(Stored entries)
┌──

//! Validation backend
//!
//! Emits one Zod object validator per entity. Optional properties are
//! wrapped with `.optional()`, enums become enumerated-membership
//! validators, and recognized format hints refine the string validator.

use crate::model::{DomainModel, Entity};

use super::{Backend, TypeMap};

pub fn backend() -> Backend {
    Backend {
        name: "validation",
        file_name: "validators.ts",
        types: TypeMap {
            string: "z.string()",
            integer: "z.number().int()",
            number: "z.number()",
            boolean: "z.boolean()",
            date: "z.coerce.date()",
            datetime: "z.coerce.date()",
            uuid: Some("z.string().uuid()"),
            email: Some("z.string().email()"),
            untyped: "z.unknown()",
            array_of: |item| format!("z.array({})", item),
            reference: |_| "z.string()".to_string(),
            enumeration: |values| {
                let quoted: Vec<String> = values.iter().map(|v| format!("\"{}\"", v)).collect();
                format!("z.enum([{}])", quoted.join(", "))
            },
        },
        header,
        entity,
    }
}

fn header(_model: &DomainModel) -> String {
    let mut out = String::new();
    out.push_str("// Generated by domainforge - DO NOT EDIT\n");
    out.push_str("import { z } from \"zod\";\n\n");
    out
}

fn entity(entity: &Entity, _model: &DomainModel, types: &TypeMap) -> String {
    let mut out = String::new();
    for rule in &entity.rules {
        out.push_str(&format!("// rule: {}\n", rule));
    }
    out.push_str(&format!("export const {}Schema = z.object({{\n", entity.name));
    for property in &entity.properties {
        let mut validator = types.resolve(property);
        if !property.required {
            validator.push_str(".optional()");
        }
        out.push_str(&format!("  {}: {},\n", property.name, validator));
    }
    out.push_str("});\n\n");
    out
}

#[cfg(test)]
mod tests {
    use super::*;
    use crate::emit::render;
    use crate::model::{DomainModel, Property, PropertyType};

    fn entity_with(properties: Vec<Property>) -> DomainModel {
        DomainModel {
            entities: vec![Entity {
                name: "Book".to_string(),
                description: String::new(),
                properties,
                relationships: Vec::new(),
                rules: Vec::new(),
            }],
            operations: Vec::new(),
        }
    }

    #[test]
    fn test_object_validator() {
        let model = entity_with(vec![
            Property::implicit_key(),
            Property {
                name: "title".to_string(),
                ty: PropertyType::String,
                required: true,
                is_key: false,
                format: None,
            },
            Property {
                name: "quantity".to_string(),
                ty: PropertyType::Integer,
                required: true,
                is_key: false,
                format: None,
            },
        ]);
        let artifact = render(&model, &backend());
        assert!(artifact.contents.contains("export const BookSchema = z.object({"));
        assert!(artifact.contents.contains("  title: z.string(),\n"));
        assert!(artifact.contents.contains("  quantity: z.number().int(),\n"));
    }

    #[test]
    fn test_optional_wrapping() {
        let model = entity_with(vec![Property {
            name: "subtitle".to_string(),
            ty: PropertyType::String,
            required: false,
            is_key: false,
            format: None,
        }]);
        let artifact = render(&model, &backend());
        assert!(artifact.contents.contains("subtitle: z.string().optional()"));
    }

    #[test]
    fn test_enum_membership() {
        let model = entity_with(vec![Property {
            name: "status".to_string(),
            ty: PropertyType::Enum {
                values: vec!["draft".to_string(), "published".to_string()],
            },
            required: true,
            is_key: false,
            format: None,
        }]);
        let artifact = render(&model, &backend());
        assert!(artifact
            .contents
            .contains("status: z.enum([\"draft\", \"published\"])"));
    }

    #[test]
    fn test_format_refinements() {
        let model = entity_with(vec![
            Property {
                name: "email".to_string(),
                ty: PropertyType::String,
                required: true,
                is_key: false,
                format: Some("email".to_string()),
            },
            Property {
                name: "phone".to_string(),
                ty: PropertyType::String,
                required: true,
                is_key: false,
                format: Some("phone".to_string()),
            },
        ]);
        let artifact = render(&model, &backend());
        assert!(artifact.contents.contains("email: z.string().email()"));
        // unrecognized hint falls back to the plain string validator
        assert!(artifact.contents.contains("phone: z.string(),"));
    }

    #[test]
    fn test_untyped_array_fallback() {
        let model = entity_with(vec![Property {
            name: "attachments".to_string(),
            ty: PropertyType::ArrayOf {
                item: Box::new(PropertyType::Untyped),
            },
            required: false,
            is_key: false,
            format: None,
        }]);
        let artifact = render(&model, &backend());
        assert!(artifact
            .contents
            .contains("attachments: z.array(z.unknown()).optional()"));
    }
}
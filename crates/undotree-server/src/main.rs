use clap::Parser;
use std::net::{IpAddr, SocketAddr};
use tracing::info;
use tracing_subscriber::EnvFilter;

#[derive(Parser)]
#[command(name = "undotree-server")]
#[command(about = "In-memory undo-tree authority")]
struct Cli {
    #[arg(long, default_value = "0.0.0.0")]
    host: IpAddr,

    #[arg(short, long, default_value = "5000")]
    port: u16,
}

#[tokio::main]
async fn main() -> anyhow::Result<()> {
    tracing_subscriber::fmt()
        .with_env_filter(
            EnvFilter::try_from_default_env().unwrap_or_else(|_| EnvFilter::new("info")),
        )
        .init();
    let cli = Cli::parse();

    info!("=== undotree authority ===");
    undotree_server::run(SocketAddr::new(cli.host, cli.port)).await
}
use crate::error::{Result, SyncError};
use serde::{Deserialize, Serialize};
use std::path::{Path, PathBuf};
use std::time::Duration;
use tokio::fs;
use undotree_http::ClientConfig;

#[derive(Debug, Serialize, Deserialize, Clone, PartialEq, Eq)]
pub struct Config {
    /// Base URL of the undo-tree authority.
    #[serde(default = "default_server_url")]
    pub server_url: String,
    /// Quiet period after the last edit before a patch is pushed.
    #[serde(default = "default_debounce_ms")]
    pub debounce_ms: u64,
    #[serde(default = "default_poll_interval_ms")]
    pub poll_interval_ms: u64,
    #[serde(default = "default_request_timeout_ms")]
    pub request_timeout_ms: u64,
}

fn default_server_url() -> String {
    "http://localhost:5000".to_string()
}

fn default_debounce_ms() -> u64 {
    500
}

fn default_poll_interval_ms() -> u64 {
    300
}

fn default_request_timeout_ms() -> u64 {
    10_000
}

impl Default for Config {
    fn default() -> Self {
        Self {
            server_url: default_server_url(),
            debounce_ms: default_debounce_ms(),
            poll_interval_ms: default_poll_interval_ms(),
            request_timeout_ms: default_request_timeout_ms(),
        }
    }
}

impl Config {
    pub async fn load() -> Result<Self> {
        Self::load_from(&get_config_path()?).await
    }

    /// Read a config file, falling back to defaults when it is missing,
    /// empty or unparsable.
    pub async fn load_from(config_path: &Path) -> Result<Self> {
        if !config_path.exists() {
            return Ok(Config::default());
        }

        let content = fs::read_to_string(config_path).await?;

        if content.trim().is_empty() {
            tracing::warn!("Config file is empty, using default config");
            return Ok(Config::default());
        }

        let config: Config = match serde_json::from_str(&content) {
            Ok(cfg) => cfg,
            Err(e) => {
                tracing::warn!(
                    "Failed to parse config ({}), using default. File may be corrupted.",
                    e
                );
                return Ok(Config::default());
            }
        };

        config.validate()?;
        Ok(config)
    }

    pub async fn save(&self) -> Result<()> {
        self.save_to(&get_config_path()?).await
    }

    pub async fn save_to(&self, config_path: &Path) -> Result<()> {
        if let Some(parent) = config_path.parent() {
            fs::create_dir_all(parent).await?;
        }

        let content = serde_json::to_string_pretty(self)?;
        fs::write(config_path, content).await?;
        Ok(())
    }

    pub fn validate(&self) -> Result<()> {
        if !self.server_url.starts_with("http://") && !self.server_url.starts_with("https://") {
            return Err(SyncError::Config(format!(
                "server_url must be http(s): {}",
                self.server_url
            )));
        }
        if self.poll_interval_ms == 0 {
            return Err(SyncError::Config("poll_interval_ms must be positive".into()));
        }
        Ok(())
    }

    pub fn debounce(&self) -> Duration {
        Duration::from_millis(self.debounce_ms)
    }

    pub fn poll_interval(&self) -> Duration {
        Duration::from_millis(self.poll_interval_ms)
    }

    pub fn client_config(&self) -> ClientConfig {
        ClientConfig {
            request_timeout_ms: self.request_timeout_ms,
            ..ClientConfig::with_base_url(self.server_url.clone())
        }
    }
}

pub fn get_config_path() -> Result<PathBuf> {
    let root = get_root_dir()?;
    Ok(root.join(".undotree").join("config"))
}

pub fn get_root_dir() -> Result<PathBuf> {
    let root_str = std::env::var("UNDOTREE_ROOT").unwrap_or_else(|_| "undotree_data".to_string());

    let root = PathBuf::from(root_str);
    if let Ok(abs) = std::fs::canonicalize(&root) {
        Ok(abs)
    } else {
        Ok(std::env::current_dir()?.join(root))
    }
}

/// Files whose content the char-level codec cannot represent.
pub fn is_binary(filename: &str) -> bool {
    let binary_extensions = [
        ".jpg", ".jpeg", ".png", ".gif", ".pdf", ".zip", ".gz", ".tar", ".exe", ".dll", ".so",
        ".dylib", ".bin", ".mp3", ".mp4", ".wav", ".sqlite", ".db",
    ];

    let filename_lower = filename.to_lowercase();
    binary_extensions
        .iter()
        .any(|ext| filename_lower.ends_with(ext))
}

└──

→ TASK:
Copy the lines above that hold the word "types".

→ WRITTEN RESPONSE:
        types: TypeMap {
fn entity(entity: &Entity, _model: &DomainModel, types: &TypeMap) -> String {
        let mut validator = types.resolve(property);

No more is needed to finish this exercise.